Concernant le relation aux pouvoirs publics, les racines des problèmes actuels d’orientation ne remontent pas à ce qui s’est passé depuis le dernier congrès en 2018. Elles se trouvaient déjà dans les accords de Bercy de 2008 sur le « dialogue social », qui ont approfondi l’intégration du syndicalisme aux modes de gouvernance capitalistes dans un contexte où la crise du capitalisme allait entraîner une accélération des plans pour restaurer les taux de profits et la privatisation des Services publics.
Avec le « plan action publique 2022 », alors que nous sommes au bord d’un basculement qualitatif en matière de casse des Services publics, et alors que le gouvernement a répondu à la crise du Covid par un Ségur de la Santé et un Grenelle de l’Education qui débouchent sur des suppressions de lits d’hôpitaux et des suppressions de postes, il n’y a pas eu de basculement de la stratégie du SNES vis-à-vis du dialogue social.
Les directions du SNES et de la FSU sont restées accrochées à une logique d’interlocuteurs du pouvoir, qui a débouché sur un affaiblissement du syndicat et n’a pas empêché le gouvernement de mettre en oeuvre des mesures qui dégradent l’enseignement public au point de préparer le terrain d’un renforcement de l’enseignement privé : avec la fin du contrôle paritaire des Commissions Administrative Paritaires, les cadeaux au privé et les attaques de Blanquer sur le collège, la fin du baccalauréat national ou encore l’instauration d’épreuves locales…
Dans le contexte du Covid, cette stratégie du dialogue social a mené à la co rédaction des « protocoles sanitaires » qui n’ont empêché :
– ni l’isolement des personnels face aux injonctions de hiérarchiques de maintien au travail dans des conditions les mettant en danger,
– ni le développement d’un enseignement « hybride » présentiel / distanciel mettant en souffrance élèves et personnels.
Concernant la structuration d’un rapport de force permettant une autre orientation, le rapport d’activité salue le mouvement des Gilets jaunes qui aurait contraint Macron à faire des annonces en faveur du pouvoir d’achat et à mettre en lumière le rôle essentiel de la Fonction publique.
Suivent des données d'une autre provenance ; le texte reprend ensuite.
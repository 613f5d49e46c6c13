//! Rule matching against glyph attributes (made by FontLab https://www.fontlab.com/)

use crate::rules::{MatchPolicy, RuleFilter};
use crate::wildcard::Wildcard;

/// Read access to the attributes a rule filter inspects.
///
/// Lookups are infallible: missing data is reported as `None` or `false`
/// and simply cannot satisfy a predicate.
pub trait GlyphAttributes {
    fn script(&self, glyph: &str) -> Option<&str>;

    fn category(&self, glyph: &str) -> Option<&str>;

    /// Names of every group known to the source.
    fn group_names(&self) -> Box<dyn Iterator<Item = &str> + '_>;

    fn is_member(&self, group: &str, glyph: &str) -> bool;
}

/// Predicate groups in evaluation order.
#[derive(Debug, Clone, Copy, PartialEq, Eq)]
enum Predicate {
    Names,
    Scripts,
    Categories,
    Groups,
}

const EVALUATION_ORDER: [Predicate; 4] = [
    Predicate::Names,
    Predicate::Scripts,
    Predicate::Categories,
    Predicate::Groups,
];

/// A [`RuleFilter`] with its wildcard patterns compiled.
#[derive(Debug, Clone)]
pub struct CompiledFilter {
    filter: RuleFilter,
    names: Vec<Wildcard>,
    groups: Vec<Wildcard>,
}

impl CompiledFilter {
    pub fn new(filter: &RuleFilter) -> Self {
        Self {
            filter: filter.clone(),
            names: filter.names().iter().map(|p| Wildcard::new(p)).collect(),
            groups: filter.groups().iter().map(|p| Wildcard::new(p)).collect(),
        }
    }

    pub fn filter(&self) -> &RuleFilter {
        &self.filter
    }

    pub fn policy(&self) -> MatchPolicy {
        self.filter.policy()
    }

    /// Decide whether `glyph` satisfies the filter.
    ///
    /// Each non-empty predicate group casts one vote, in the order names,
    /// script, category, groups. `Any` stops at the first true vote and `All`
    /// at the first false one. With no votes at all, `Any` yields false and
    /// `All` yields true.
    pub fn matches<A>(&self, glyph: &str, attrs: &A) -> bool
    where
        A: GlyphAttributes + ?Sized,
    {
        let policy = self.filter.policy();
        for predicate in EVALUATION_ORDER {
            match (policy, self.vote(predicate, glyph, attrs)) {
                (MatchPolicy::Any, Some(true)) => return true,
                (MatchPolicy::All, Some(false)) => return false,
                _ => {}
            }
        }
        policy == MatchPolicy::All
    }

    fn vote<A>(&self, predicate: Predicate, glyph: &str, attrs: &A) -> Option<bool>
    where
        A: GlyphAttributes + ?Sized,
    {
        match predicate {
            Predicate::Names => {
                (!self.names.is_empty()).then(|| self.names.iter().any(|wc| wc.is_match(glyph)))
            }
            Predicate::Scripts => (!self.filter.scripts().is_empty()).then(|| {
                attrs
                    .script(glyph)
                    .is_some_and(|tag| self.filter.scripts().contains(tag))
            }),
            Predicate::Categories => (!self.filter.categories().is_empty()).then(|| {
                attrs
                    .category(glyph)
                    .is_some_and(|tag| self.filter.categories().contains(tag))
            }),
            Predicate::Groups => {
                (!self.groups.is_empty()).then(|| self.in_matching_group(glyph, attrs))
            }
        }
    }

    fn in_matching_group<A>(&self, glyph: &str, attrs: &A) -> bool
    where
        A: GlyphAttributes + ?Sized,
    {
        attrs.group_names().any(|group| {
            self.groups.iter().any(|wc| wc.is_match(group)) && attrs.is_member(group, glyph)
        })
    }
}

impl From<&RuleFilter> for CompiledFilter {
    fn from(filter: &RuleFilter) -> Self {
        Self::new(filter)
    }
}

/// Evaluate `filter` for a single glyph.
///
/// Compiles the filter's wildcards on every call; use [`CompiledFilter`] when
/// matching many glyphs against the same filter.
pub fn matches<A>(filter: &RuleFilter, glyph: &str, attrs: &A) -> bool
where
    A: GlyphAttributes + ?Sized,
{
    CompiledFilter::new(filter).matches(glyph, attrs)
}
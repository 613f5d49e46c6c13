//! HTTP server for smartguide rules (made by FontLab https://www.fontlab.com/)
//!
//! Exposes rule parsing and glyph matching so that editors without a Rust
//! toolchain can share one rule engine.

use std::sync::Arc;

use anyhow::{Context, Result};
use axum::extract::State;
use axum::http::StatusCode;
use axum::response::IntoResponse;
use axum::routing::{get, post};
use axum::{Json, Router};
use serde::{Deserialize, Serialize};
use tokio::net::TcpListener;
use tokio::task;

use smartguide_core::glyphs::{filter_glyphs, FilterOptions, GlyphMatch, GlyphSet};
use smartguide_core::macros::{parse_macro_sections, MacroTable};
use smartguide_core::rules::{parse_rules, RuleFilter};

/// Rule text to parse.
#[derive(Clone, Debug, Deserialize)]
pub struct ParseRequest {
    pub rules: String,
    /// `false` rejects `macro:` lines, as when parsing a macro body
    #[serde(default = "default_allow_macros")]
    pub allow_macros: bool,
    /// Macro definitions in "> name" sections; the server's table when absent
    #[serde(default)]
    pub macros: Option<String>,
}

fn default_allow_macros() -> bool {
    true
}

#[derive(Debug, Serialize, Deserialize)]
pub struct ParseResponse {
    pub filter: RuleFilter,
}

/// Rule text plus the glyph set to evaluate it against.
#[derive(Clone, Debug, Deserialize)]
pub struct MatchRequest {
    pub rules: String,
    pub glyphs: GlyphSet,
    #[serde(default)]
    pub macros: Option<String>,
    /// Worker threads for matching
    #[serde(default)]
    pub jobs: Option<usize>,
    /// Return glyph names only
    #[serde(default)]
    pub names_only: bool,
}

#[derive(Debug, Serialize, Deserialize)]
pub struct MatchResponse {
    pub matches: Option<Vec<GlyphMatch>>,
    pub names: Option<Vec<String>>,
}

/// Bind `bind` and serve until the process exits.
///
/// `macros` answers every request that does not carry its own definitions.
pub async fn serve(bind: &str, macros: MacroTable) -> Result<()> {
    let listener = TcpListener::bind(bind)
        .await
        .with_context(|| format!("binding HTTP server to {bind}"))?;
    tracing::info!(bind, macros = macros.len(), "serving smartguide");

    axum::serve(listener, router(macros))
        .await
        .context("serving HTTP")?;
    Ok(())
}

pub fn router(macros: MacroTable) -> Router {
    Router::new()
        .route("/health", get(|| async { "ok" }))
        .route("/parse", post(parse_handler))
        .route("/match", post(match_handler))
        .with_state(Arc::new(macros))
}

fn request_macros(
    shared: &Arc<MacroTable>,
    text: Option<&str>,
) -> Result<Arc<MacroTable>, (StatusCode, String)> {
    match text {
        Some(text) => parse_macro_sections(text)
            .map(Arc::new)
            .map_err(|e| to_bad_request(format!("parsing macros: {e}"))),
        None => Ok(Arc::clone(shared)),
    }
}

async fn parse_handler(
    State(shared): State<Arc<MacroTable>>,
    Json(req): Json<ParseRequest>,
) -> Result<impl IntoResponse, (StatusCode, String)> {
    let filter = if req.allow_macros {
        let macros = request_macros(&shared, req.macros.as_deref())?;
        parse_rules(&req.rules, Some(&macros))
    } else {
        parse_rules(&req.rules, None)
    }
    .map_err(to_bad_request)?;

    Ok(Json(ParseResponse { filter }))
}

async fn match_handler(
    State(shared): State<Arc<MacroTable>>,
    Json(req): Json<MatchRequest>,
) -> Result<impl IntoResponse, (StatusCode, String)> {
    if matches!(req.jobs, Some(0)) {
        return Err((
            StatusCode::BAD_REQUEST,
            "jobs must be at least 1 when provided".to_string(),
        ));
    }

    let macros = request_macros(&shared, req.macros.as_deref())?;
    let filter = parse_rules(&req.rules, Some(&macros)).map_err(to_bad_request)?;

    let opts = FilterOptions { jobs: req.jobs };
    let glyphs = req.glyphs;
    let matches = task::spawn_blocking(move || filter_glyphs(&glyphs, &filter, &opts))
        .await
        .map_err(|e| {
            (
                StatusCode::INTERNAL_SERVER_ERROR,
                format!("task join error: {e}"),
            )
        })?
        .map_err(to_bad_request)?;

    if req.names_only {
        let names = matches.into_iter().map(|m| m.name).collect();
        Ok(Json(MatchResponse {
            matches: None,
            names: Some(names),
        }))
    } else {
        Ok(Json(MatchResponse {
            matches: Some(matches),
            names: None,
        }))
    }
}

fn to_bad_request(err: impl std::fmt::Display) -> (StatusCode, String) {
    (StatusCode::BAD_REQUEST, err.to_string())
}
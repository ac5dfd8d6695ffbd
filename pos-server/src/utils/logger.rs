//! Logging Infrastructure
//!
//! Structured logging setup with support for both development and production environments.

use std::path::Path;

use tracing_subscriber::EnvFilter;

/// Initialize the logger
pub fn init_logger() {
    init_logger_with_file(None, None);
}

/// Initialize the logger with optional file output
pub fn init_logger_with_file(log_level: Option<&str>, log_dir: Option<&str>) {
    let subscriber = tracing_subscriber::fmt()
        .with_env_filter(build_filter(log_level))
        .with_file(false)
        .with_line_number(false)
        .with_thread_ids(false)
        .with_target(false);

    // Add file output if log_dir is provided
    if let Some(dir) = log_dir {
        let log_path = Path::new(dir);
        if log_path.exists()
            && let Some(dir_str) = log_path.to_str()
        {
            let file_appender = tracing_appender::rolling::daily(dir_str, "pos-server");
            subscriber.with_writer(file_appender).init();
            return;
        }
    }

    subscriber.init();
}

/// Build the log filter from an explicit spec, falling back to `RUST_LOG`
/// and then to `info`. Accepts full directive syntax
/// (`pos_server=debug,redb=warn`) as well as a bare level.
fn build_filter(log_level: Option<&str>) -> EnvFilter {
    match log_level {
        Some(spec) => EnvFilter::try_new(spec).unwrap_or_else(|_| EnvFilter::new("info")),
        None => EnvFilter::try_from_default_env().unwrap_or_else(|_| EnvFilter::new("info")),
    }
}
Mais il « oublie » de mentionner la signature de la FSU, avec donc l’aval du SNES, du communiqué du 6 décembre 2018 qui dénonçaient « toutes formes de violence dans l’expression des revendications » et se félicitait des « portes ouvertes » par le gouvernement.
Que les choses soient claires, nous ne fétichisons pas les actions violentes, encore faudrait-il définir ce qu’on entend par là, mais les dénoncer en invoquant le retour au dialogue pacifié plutôt que de proposer l’alternative de la grève pour renforcer le mouvement des Gilets jaunes a encore trahi cette volonté de montrer pattes blanches pour être reconnue par le pouvoir comme les interlocuteurs du mouvement social.
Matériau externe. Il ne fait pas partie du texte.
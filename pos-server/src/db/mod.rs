//! redb-based storage layer for the POS backend
//!
//! # Tables
//!
//! | Table | Key | Value | Purpose |
//! |-------|-----|-------|---------|
//! | `products` | `product_id` | `Product` | Stock pool (single source of truth) |
//! | `pending_orders` | `table_id` | `PendingOrder` | One mutable order per table |
//! | `tables` | `table_id` | `Table` | Table identities |
//! | `sales` | `(timestamp, sale_id)` | `Sale` | Immutable sale log (append-only) |
//! | `counters` | `name` | `u64` | Receipt number counter |
//!
//! # Durability
//!
//! redb commits are persistent as soon as `commit()` returns, using
//! copy-on-write with an atomic pointer swap, so the database file is
//! always in a consistent state even across power loss. A crash loses
//! at most the last unsaved edit, never a half-applied finalize.
//!
//! # Isolation
//!
//! Write transactions are serialized: two overlapping finalize
//! attempts on shared products never both observe enough stock to
//! oversell, because the second transaction begins only after the
//! first has committed its decrements.

use redb::{
    Database, ReadableDatabase, ReadableTable, TableDefinition, WriteTransaction,
};
use shared::models::{PendingOrder, Product, Sale, Table};
use std::path::Path;
use std::sync::Arc;
use thiserror::Error;

/// Products: key = product_id, value = JSON-serialized Product
const PRODUCTS_TABLE: TableDefinition<&str, &[u8]> = TableDefinition::new("products");
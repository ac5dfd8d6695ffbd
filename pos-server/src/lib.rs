//! POS Server - 酒吧/餐厅销售点后端
//!
//! # 架构概述
//!
//! 单店边缘部署的销售点后端，提供以下核心功能：
//!
//! - **商品目录** (`catalog`): 内存缓存的商品目录，库存以存储为准
//! - **数据库** (`db`): 嵌入式 redb 存储 (商品、桌台、挂单、销售记录)
//! - **桌台会话** (`tables`): 桌台生命周期与挂单编辑
//! - **结账引擎** (`sales`): 咨询性库存校验 + 原子结账提交
//! - **HTTP API** (`api`): RESTful API 接口
//!
//! # 模块结构
//!
//! ```text
//! pos-server/src/
//! ├── core/          # 配置、状态、错误、服务器
//! ├── db/            # 数据库层 (redb)
//! ├── catalog/       # 商品目录缓存
//! ├── sales/         # 库存校验与结账提交
//! ├── tables/        # 桌台会话管理
//! ├── api/           # HTTP 路由和处理器
//! └── utils/         # 日志等工具
//! ```

pub mod api;
pub mod catalog;
pub mod core;
pub mod db;
pub mod sales;
pub mod tables;
pub mod utils;

// Re-export 公共类型
pub use catalog::CatalogService;
pub use core::{Config, Server, ServerError, ServerState};
pub use db::{PosStorage, StorageError};
pub use sales::{Reservation, SaleCommitEngine, SaleError, StockValidator};
pub use tables::TableSessionManager;

// Re-export logger functions
pub use utils::logger::{init_logger, init_logger_with_file};

/// 设置运行环境: dotenv、工作目录、日志
pub fn setup_environment() -> std::io::Result<()> {
    dotenv::dotenv().ok();

    let config = Config::from_env();
    config.ensure_work_dir_structure()?;

    let log_level = std::env::var("LOG_LEVEL").ok();
    let log_dir = config.log_dir();
    init_logger_with_file(log_level.as_deref(), log_dir.to_str());

    Ok(())
}

pub fn print_banner() {
    println!(
        r#"
    ____  ____  _____    _____
   / __ \/ __ \/ ___/   / ___/___  ______   _____  _____
  / /_/ / / / /\__ \    \__ \/ _ \/ ___/ | / / _ \/ ___/
 / ____/ /_/ /___/ /   ___/ /  __/ /   | |/ /  __/ /
/_/    \____//____/   /____/\___/_/    |___/\___/_/
    "#
    );
}
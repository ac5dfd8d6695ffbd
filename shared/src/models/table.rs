//! Table Model

use serde::{Deserialize, Serialize};

/// Table entity (mesa)
///
/// A table may exist with no pending order. A table with a non-empty
/// pending order cannot be deleted.
#[derive(Debug, Clone, PartialEq, Serialize, Deserialize)]
pub struct Table {
    pub id: String,
    pub name: String,
}

/// Create table payload
#[derive(Debug, Clone, Serialize, Deserialize)]
pub struct TableCreate {
    pub name: String,
}

/// Rename table payload
#[derive(Debug, Clone, Serialize, Deserialize)]
pub struct TableRename {
    pub name: String,
}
A l’heure où le FMI s’inquiète de l’instablilité sociale créée par le discrédit des gouvernements du fait de leur gestion de la pandémie et de la crise sociale, les explosions sociales restent très probables, y compris dans nos professions : à rebours de l’adaptation au cadre des contre-réformes que nous proposent les rapports préparatoires – qui ne permettent pas au passage de rassembler plus de collègues dans l’action mais peuvent susciter le scepticisme face aux structures syndicales. Il s’agirait plutôt maintenant de se préparer à un affrontement inévitable. La grosse erreur dans cette situation serait de renoncer à une reconstruction patiente sur le terrain des luttes en espérant le rétablissement d’un « bon dialogue social » si tant est qu’il ait déjà été bon un jour. Si la question syndicale est liée à la question politique, s’en remettre à une alternance électorale avec un « bon candidat » en 2022 ne réglera rien.
Vous l’aurez compris pour nous, l’un des enjeux du congrès est la réorientation de la stratégie syndicale Une telle réorientation ne se décrète pas mais alors que des sauts qualitatifs sont opérés en matière de destruction de l’Enseignement, du métier et des statuts mais aussi plus généralement en matière de destruction des libertés et des conditions de vie, elle doit s’engager dès maintenant.
Cette réorientation passe par :
* l’exigence d’abrogation des contre-réformes qui organisent la précarité pour les personnels, le traitement inégalitaire des élèves et projettent d’achever le caractère Public de l’enseignement, avec notamment la question de l’autoévaluations des établissements ou encore celle des Contrats Locaux d’Accompagnement.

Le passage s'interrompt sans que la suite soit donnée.